I am a complete newbie to c++ and programming in general. I need to write something for scientific purposes and as such, performance is crucial. I introduced two types, matrices and vectors with intervals as entries, and now want to make them “able to work with”, i.e. define basic operations.

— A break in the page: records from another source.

impl PatchGraph {
    /// Creates an empty graph with the [`Reject`](ConnectionPolicy::Reject) policy.
    pub fn new() -> Self {
        Self::default()
    }

    /// Creates an empty graph with the given occupied-port policy.
    pub fn with_policy(policy: ConnectionPolicy) -> Self {
        Self {
            policy,
            ..Self::default()
        }
    }

    /// Returns the occupied-port policy.
    pub fn policy(&self) -> ConnectionPolicy {
        self.policy
    }

    /// Changes the occupied-port policy. Existing connections are untouched.
    pub fn set_policy(&mut self, policy: ConnectionPolicy) {
        self.policy = policy;
    }

    // --- Node mutations ---

    /// Inserts a node under a freshly generated identity.
    pub fn add_node(&mut self, node: Node) -> Result<NodeId> {
        let id = NodeId(self.next_node_slot);
        self.insert_node(id, node)?;
        Ok(id)
    }

    /// Inserts a node under a caller-supplied identity.
    ///
    /// Fails with [`PatchError::DuplicateIdentity`] if the identity is in use.
    /// Identities of removed nodes stay retired and are rejected too.
    ///
    /// Fails with [`PatchError::IdentityOutOfRange`] if `id` lies more than
    /// [`MAX_IDENTITY_GAP`] past the next fresh identity, or if no fresh
    /// identity would remain after it.
    pub fn insert_node(&mut self, id: NodeId, node: Node) -> Result<()> {
        let idx = id.0 as usize;
        let retired =
            id.0 < self.next_node_slot && self.nodes.get(idx).is_none_or(Option::is_none);
        if retired || self.nodes.get(idx).is_some_and(Option::is_some) {
            return Err(PatchError::DuplicateIdentity(id));
        }
        let next_slot = id
            .0
            .checked_add(1)
            .filter(|_| id.0.saturating_sub(self.next_node_slot) <= MAX_IDENTITY_GAP)
            .ok_or(PatchError::IdentityOutOfRange(id))?;
        if idx >= self.nodes.len() {
            self.nodes.resize_with(idx + 1, || None);
        }
        #[cfg(feature = "tracing")]
        tracing::debug!("graph_add: {} node {id}", node.kind());
        self.nodes[idx] = Some(NodeData::new(node));
        self.next_node_slot = self.next_node_slot.max(next_slot);
        self.touch();
        Ok(())
    }

    /// Removes a node and every connection touching it.
    ///
    /// Returns the removed node.
    pub fn remove_node(&mut self, id: NodeId) -> Result<Node> {
        let data = self.get_node(id)?;
        let touching: Vec<ConnectionId> = data
            .incoming
            .iter()
            .chain(data.outgoing.iter())
            .copied()
            .collect();
        for connection in touching {
            self.detach(connection);
        }

        let data = self.nodes[id.0 as usize]
            .take()
            .ok_or(PatchError::NodeNotFound(id))?;
        #[cfg(feature = "tracing")]
        tracing::debug!("graph_remove: node {id}");
        self.touch();
        Ok(data.node)
    }

    /// Sets a control value on a node. This is the control-edit event.
    ///
    /// Returns the value actually stored after clamping into range.
    pub fn set_control(&mut self, id: NodeId, control: &str, value: f32) -> Result<f32> {
        let idx = id.0 as usize;
        let data = self
            .nodes
            .get_mut(idx)
            .and_then(Option::as_mut)
            .ok_or(PatchError::NodeNotFound(id))?;
        let applied = data.node.set_control(control, value)?;
        #[cfg(feature = "tracing")]
        tracing::debug!("graph_control: {id}.{control} = {applied}");
        self.touch();
        Ok(applied)
    }

    // --- Connection mutations ---

    /// Connects an output port to an input port.
    ///
    /// Fails, leaving the graph unchanged, when:
    /// - either node or port does not exist (not-found errors)
    /// - the output socket cannot feed the input socket ([`PatchError::TypeMismatch`])
    /// - the edge is a self-loop or would close a cycle ([`PatchError::CyclicDependency`])
    /// - the input is occupied under the reject policy ([`PatchError::PortOccupied`])
    ///
    /// Under the replace policy the previous edge on the input is removed.
    pub fn add_connection(
        &mut self,
        source: NodeId,
        source_port: &str,
        target: NodeId,
        target_port: &str,
    ) -> Result<ConnectionId> {
        let (source_end, source_socket) = self.endpoint(source, Direction::Output, source_port)?;
        let (target_end, target_socket) = self.endpoint(target, Direction::Input, target_port)?;

        if !source_socket.can_feed(target_socket) {
            return Err(PatchError::TypeMismatch {
                from: source_socket,
                to: target_socket,
            });
        }

        // A cycle exists if `target` can already reach `source`.
        if source == target || self.can_reach(target, source) {
            return Err(PatchError::CyclicDependency(source));
        }

        let existing = self.input_connection(target, target_end.index);
        if let Some(existing) = existing
            && self.policy == ConnectionPolicy::Reject
        {
            return Err(PatchError::PortOccupied {
                node: target,
                port: target_end.port.to_string(),
                existing,
            });
        }

        // All checks passed; mutate.
        if let Some(existing) = existing {
            self.detach(existing);
            #[cfg(feature = "tracing")]
            tracing::debug!("graph_replace: {existing} on {target_end}");
        }

        let id = ConnectionId(self.next_connection_slot);
        self.next_connection_slot += 1;
        let idx = id.0 as usize;
        if idx >= self.connections.len() {
            self.connections.resize_with(idx + 1, || None);
        }
        self.connections[idx] = Some(Connection {
            source: source_end,
            target: target_end,
        });
        self.attach(id, source, target);

        #[cfg(feature = "tracing")]
        tracing::debug!("graph_connect: {source_end} → {target_end} ({id})");
        self.touch();
        Ok(id)
    }

    /// Removes a connection and returns it.
    pub fn remove_connection(&mut self, id: ConnectionId) -> Result<Connection> {
        let connection = self.detach(id).ok_or(PatchError::ConnectionNotFound(id))?;
        #[cfg(feature = "tracing")]
        tracing::debug!("graph_disconnect: {id}");
        self.touch();
        Ok(connection)
    }

    // --- Read access ---

    /// Returns a node by identity.
    pub fn node(&self, id: NodeId) -> Option<&Node> {
        self.get_node(id).ok().map(|data| &data.node)
    }

    /// Returns true if the node exists.
    pub fn contains_node(&self, id: NodeId) -> bool {
        self.node(id).is_some()
    }

    /// Returns a connection by identity.
    pub fn connection(&self, id: ConnectionId) -> Option<&Connection> {
        self.connections.get(id.0 as usize)?.as_ref()
    }

    /// Enumerates nodes. Callers must not rely on the order.
    pub fn nodes(&self) -> impl Iterator<Item = (NodeId, &Node)> + '_ {
        self.nodes.iter().enumerate().filter_map(|(idx, slot)| {
            slot.as_ref().map(|data| (NodeId(idx as u32), &data.node))
        })
    }

    /// Enumerates connections. Callers must not rely on the order.
    pub fn connections(&self) -> impl Iterator<Item = (ConnectionId, &Connection)> + '_ {
        self.connections
            .iter()
            .enumerate()
            .filter_map(|(idx, slot)| slot.as_ref().map(|c| (ConnectionId(idx as u32), c)))
    }

    /// Returns the connection feeding the named input, if any.
    pub fn incoming(&self, node: NodeId, port: &str) -> Option<(ConnectionId, &Connection)> {
        let (index, _) = self.node(node)?.kind().port(Direction::Input, port)?;
        let id = self.input_connection(node, index)?;
        Some((id, self.connection(id)?))
    }

    /// Returns every connection touching a node, incoming first.
    pub fn connections_of(&self, node: NodeId) -> Vec<ConnectionId> {
        self.get_node(node)
            .map(|data| data.incoming.iter().chain(&data.outgoing).copied().collect())
            .unwrap_or_default()
    }

    /// Number of live nodes.
    pub fn node_count(&self) -> usize {
        self.nodes.iter().flatten().count()
    }

    /// Number of live connections.
    pub fn connection_count(&self) -> usize {
        self.connections.iter().flatten().count()
    }

    /// Returns every node in dependency order (Kahn's algorithm).
    ///
    /// Sources come first; ties are broken by ascending identity. Fails with
    /// [`PatchError::CyclicDependency`] naming a node on a cycle.
    pub fn topological_order(&self) -> Result<Vec<NodeId>> {
        let n = self.nodes.len();
        let mut in_degree = vec![0u32; n];
        let mut active = 0usize;

        for (idx, data) in self.nodes.iter().enumerate() {
            if let Some(data) = data {
                active += 1;
                in_degree[idx] = data
                    .incoming
                    .iter()
                    .filter(|id| self.connection(**id).is_some())
                    .count() as u32;
            }
        }

        // Reversed so `pop()` yields the lowest identity first.
        let mut ready: Vec<usize> = (0..n)
            .rev()
            .filter(|&idx| self.nodes[idx].is_some() && in_degree[idx] == 0)
            .collect();
        let mut sorted = Vec::with_capacity(active);

        while let Some(idx) = ready.pop() {
            sorted.push(NodeId(idx as u32));
            let Some(Some(data)) = self.nodes.get(idx) else {
                continue;
            };
            let mut released = Vec::new();
            for id in &data.outgoing {
                if let Some(connection) = self.connection(*id) {
                    let to = connection.target.node.0 as usize;
                    in_degree[to] -= 1;
                    if in_degree[to] == 0 {
                        released.push(to);
                    }
                }
            }
            released.sort_unstable_by(|a, b| b.cmp(a));
            ready.extend(released);
        }

        if sorted.len() != active {
            let stuck = (0..n)
                .find(|&idx| self.nodes[idx].is_some() && in_degree[idx] > 0)
                .unwrap_or_default();
            return Err(PatchError::CyclicDependency(NodeId(stuck as u32)));
        }
        Ok(sorted)
    }

    // --- Dirty tracking ---

    /// Returns true if the graph changed since the last [`take_dirty()`](Self::take_dirty).
    pub fn is_dirty(&self) -> bool {
        self.dirty
    }

    /// Clears the dirty flag, returning its previous value.
    pub fn take_dirty(&mut self) -> bool {
        core::mem::take(&mut self.dirty)
    }

    /// Mutation counter. Increases by one per successful mutation.
    pub fn generation(&self) -> u64 {
        self.generation
    }

    // --- Crate-internal helpers ---

    /// Upper bound (exclusive) on node slot indices.
    pub(crate) fn node_slots(&self) -> usize {
        self.nodes.len()
    }

    /// Connection feeding input `index` of `node`.
    pub(crate) fn input_connection(&self, node: NodeId, index: usize) -> Option<ConnectionId> {
        let data = self.get_node(node).ok()?;
        data.incoming
            .iter()
            .copied()
            .find(|id| self.connection(*id).is_some_and(|c| c.target.index == index))
    }

    /// Connections arriving at `node`.
    pub(crate) fn incoming_ids(&self, node: NodeId) -> &[ConnectionId] {
        self.get_node(node)
            .map(|data| data.incoming.as_slice())
            .unwrap_or(&[])
    }

    fn touch(&mut self) {
        self.dirty = true;
        self.generation += 1;
    }

    fn get_node(&self, id: NodeId) -> Result<&NodeData> {
        self.nodes
            .get(id.0 as usize)
            .and_then(Option::as_ref)
            .ok_or(PatchError::NodeNotFound(id))
    }

    fn endpoint(
        &self,
        node: NodeId,
        direction: Direction,
        port: &str,
    ) -> Result<(Endpoint, SocketType)> {
        let kind = self.get_node(node)?.node.kind();
        let (index, spec) = kind
            .port(direction, port)
            .ok_or_else(|| PatchError::PortNotFound {
                node,
                kind,
                direction,
                port: port.to_string(),
            })?;
        Ok((
            Endpoint {
                node,
                port: spec.name,
                index,
            },
            spec.socket,
        ))
    }

    /// DFS reachability check: can `from` reach `to` along existing edges?
    fn can_reach(&self, from: NodeId, to: NodeId) -> bool {
        let mut visited = vec![false; self.nodes.len()];
        let mut stack = vec![from];

        while let Some(current) = stack.pop() {
            if current == to {
                return true;
            }
            let idx = current.0 as usize;
            if idx >= visited.len() || visited[idx] {
                continue;
            }
            visited[idx] = true;

            if let Some(Some(data)) = self.nodes.get(idx) {
                for id in &data.outgoing {
                    if let Some(connection) = self.connection(*id) {
                        stack.push(connection.target.node);
                    }
                }
            }
        }
        false
    }

    fn attach(&mut self, id: ConnectionId, source: NodeId, target: NodeId) {
        if let Some(Some(data)) = self.nodes.get_mut(source.0 as usize) {
            data.outgoing.push(id);
        }
        if let Some(Some(data)) = self.nodes.get_mut(target.0 as usize) {
            data.incoming.push(id);
        }
    }

    /// Removes a connection from storage and both adjacency lists.
    fn detach(&mut self, id: ConnectionId) -> Option<Connection> {
        let connection = self.connections.get_mut(id.0 as usize)?.take()?;
        if let Some(Some(data)) = self.nodes.get_mut(connection.source.node.0 as usize) {
            data.outgoing.retain(|c| *c != id);
        }
        if let Some(Some(data)) = self.nodes.get_mut(connection.target.node.0 as usize) {
            data.incoming.retain(|c| *c != id);
        }
        Some(connection)
    }

    /// Inserts an edge with no validation at all. Lets tests build graphs the
    /// public API refuses, such as cycles.
    #[cfg(test)]
    pub(crate) fn connect_unchecked(
        &mut self,
        source: NodeId,
        source_port: &str,
        target: NodeId,
        target_port: &str,
    ) -> ConnectionId {
        let (source_end, _) = self.endpoint(source, Direction::Output, source_port).unwrap();
        let (target_end, _) = self.endpoint(target, Direction::Input, target_port).unwrap();
        let id = ConnectionId(self.next_connection_slot);
        self.next_connection_slot += 1;
        self.connections.resize_with(id.0 as usize + 1, || None);
        self.connections[id.0 as usize] = Some(Connection {
            source: source_end,
            target: target_end,
        });
        self.attach(id, source, target);
        self.touch();
        id
    }
}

The type definitions:
#include <eigen3/Eigen/Dense> #include <boost/numeric/interval.hpp> namespace bn = boost::numeric; namespace bi = bn::interval_lib; // Interval typedefs using Interval = bn::interval< double, bi::policies< bi::save_state<bi::rounded_transc_std<double> >, bi::checking_base<double> > >; using Matrix = Eigen::Matrix<Interval, 3, 3>; using Vector = Eigen::Matrix<Interval, 3, 1>;
Luckily, matrix products work without extra definitions (although I need to call a.lazyProduct(b), otherwise I receive an “operator unambiguous” error, which I don’t understand), but inner products and multiplications with constants do not. It seems that I have to manually overload the multiplications, which I did as follows:
Interval operator* (const double& x, const Interval& y) { double lower(x*y.lower()); double upper(x*y.upper()); if(x>0){ return Interval(lower,upper); } else{ return Interval(upper,lower); } } Vector operator* (const double& x, const Vector& y) { Vector res; for(int i = 0; i<3;i++) { res[i] = x*y[i]; } return res; } Matrix operator* (const double& x, const Matrix& y) { Matrix res; for(int i = 0; i<3; i++) { for(int j = 0; j<3; j++){ res(i,j) = x* y(i,j); } } return res; } Interval inner_prod(const Vector& x, const Vector& y){ Interval res; for(int i = 0; i<3; i++){ res += x[i]*y[i]; } return res; } Interval inner_prod(const std::vector<double>& x, const Vector& y){ Interval res; for(int i = 0; i<3; i++){ res += x[i] * y[i]; } return res; }
sizes are hard-coded as I will not be working with any others. I would love to have some feedback and improvement suggestions that focus on performance. Also for the inner product, I was hoping there was a way to make use of std::inner_product for possible better performance, but I can’t figure out how.